In Commonwealth v. Sanderson, defense counsel argued the convictions for witness intimidation lacked proof beyond a reasonable doubt on two incidents (July 13 and Aug. 2, 2021); the Commonwealth said the evidence (assault, rehearsed lies, hospital conduct, and a later wellness‑check) supported the convictions and asked the court to affirm.

The Appeals Court heard argument in Commonwealth v. Robert Sanderson Sr., Docket No. 2025‑0495 (partially impounded), on whether the evidence supporting two alleged instances of witness intimidation met the beyond‑a‑reasonable‑doubt standard.

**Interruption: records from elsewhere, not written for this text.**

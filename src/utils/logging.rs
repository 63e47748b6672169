use serde::Serialize;

/// Pretty-prints `value` for `log_action` only when DEBUG is enabled.
pub(crate) fn with_pretty_json_debug<T, F>(value: &T, log_action: F)
where
    T: Serialize + ?Sized,
    F: FnOnce(&str),
{
    if !tracing::enabled!(tracing::Level::DEBUG) {
        return;
    }

    let pretty_json = serde_json::to_string_pretty(value)
        .unwrap_or_else(|error| format!("<pretty serialize failed: {error}>"));
    log_action(pretty_json.as_str());
}

/// Body excerpt for log lines, cut at a char boundary.
pub(crate) fn body_excerpt(bytes: &[u8], max_chars: usize) -> String {
    let text = String::from_utf8_lossy(bytes);
    match text.char_indices().nth(max_chars) {
        Some((idx, _)) => format!("{}...<truncated>", &text[..idx]),
        None => text.into_owned(),
    }
}
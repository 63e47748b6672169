use crate::server::router::GvState;
use axum::{Json, Router, routing::post};
use serde::Serialize;

pub mod admin;
pub mod checkin;
pub mod extract;
pub mod oauth;
pub mod registrations;
pub mod relations;

/// `{"success": true, ...fields}` REST envelope.
#[derive(Debug, Serialize)]
pub struct Success<T> {
    pub success: bool,
    #[serde(flatten)]
    pub data: T,
}

pub(crate) fn success<T: Serialize>(data: T) -> Json<Success<T>> {
    Json(Success {
        success: true,
        data,
    })
}

/// Key-guarded REST routes under `/gv/v1`.
pub fn api_router() -> Router<GvState> {
    Router::new()
        .route("/gv/v1/zoho-relations", post(relations::link_handler))
        .route(
            "/gv/v1/zoho-relations/unlink",
            post(relations::unlink_handler),
        )
        .route(
            "/gv/v1/relations/sql-unlink",
            post(relations::sql_unlink_handler),
        )
        .route(
            "/gv/v1/registrations",
            post(registrations::registration_handler),
        )
}
use serde::{Deserialize, Serialize};
use std::path::PathBuf;

/// What the ticket QR code encodes.
#[derive(Debug, Clone, Copy, PartialEq, Eq, Deserialize, Serialize, Default)]
#[serde(rename_all = "snake_case")]
pub enum QrContent {
    /// Human-readable attendee summary.
    #[default]
    Summary,
    /// Check-in URL carrying the attendee's fields as query parameters.
    CheckinUrl,
}

/// Ticket generation configuration managed by Figment.
#[derive(Debug, Clone, Deserialize, Serialize)]
#[serde(deny_unknown_fields)]
pub struct TicketsConfig {
    /// Directory receiving generated PDFs and QR images; served under `/tickets/`.
    /// TOML: `tickets.output_dir`. Default: `tickets`.
    #[serde(default = "default_output_dir")]
    pub output_dir: PathBuf,

    /// QR payload mode.
    /// TOML: `tickets.qr_content`. Values: `summary` | `checkin_url`. Default: `summary`.
    #[serde(default)]
    pub qr_content: QrContent,

    /// Banner fill used when the event has no featured image (`#rrggbb`).
    /// TOML: `tickets.banner_color`. Default: `#1d3557`.
    #[serde(default = "default_banner_color")]
    pub banner_color: String,

    /// Create a Zoho Lead for registrations that carry an email.
    /// TOML: `tickets.create_leads`. Default: `true`.
    #[serde(default = "default_create_leads")]
    pub create_leads: bool,
}

impl Default for TicketsConfig {
    fn default() -> Self {
        Self {
            output_dir: default_output_dir(),
            qr_content: QrContent::default(),
            banner_color: default_banner_color(),
            create_leads: default_create_leads(),
        }
    }
}

fn default_output_dir() -> PathBuf {
    PathBuf::from("tickets")
}

fn default_banner_color() -> String {
    "#1d3557".to_string()
}

fn default_create_leads() -> bool {
    true
}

Defense counsel Elizabeth Lazar focused on two incidents the Commonwealth relied on at trial: a July 13, 2021 assault where the victim later lied to medical personnel, and an August 2 wellness‑check incident in which the defendant used abusive language after police arrived. Lazar argued the Commonwealth failed to show the defendant acted with the specific intent required by the witness‑intimidation statute to influence the victim as a witness rather than to control or abuse within a toxic relationship.

ADA Alyssa Almeda replied that the jury could reasonably infer intent to influence from the totality of circumstances: the July assault, the victim’s rehearsed explanation on the way to the hospital, the victim’s subsequent untruthful account to medical staff and conduct at the hospital, and the August encounter’s context (temporal proximity and a pattern of abuse) indicated the defendant acted to prevent truthful reporting. Almeda also said a Section 35 (civil commitment) concern and the possibility of other proceedings made the defendant’s reactions reasonably likely to be aimed at interfering with investigative or legal processes.

Justices queried whether reversal on one incident would require resentencing or a new trial because the jury returned a general verdict. Counsel agreed that if one incident lacked sufficient evidence, the remedy could require remand for resentencing or further proceedings. After questioning, the panel took the case under advisement and recessed for a scheduled break.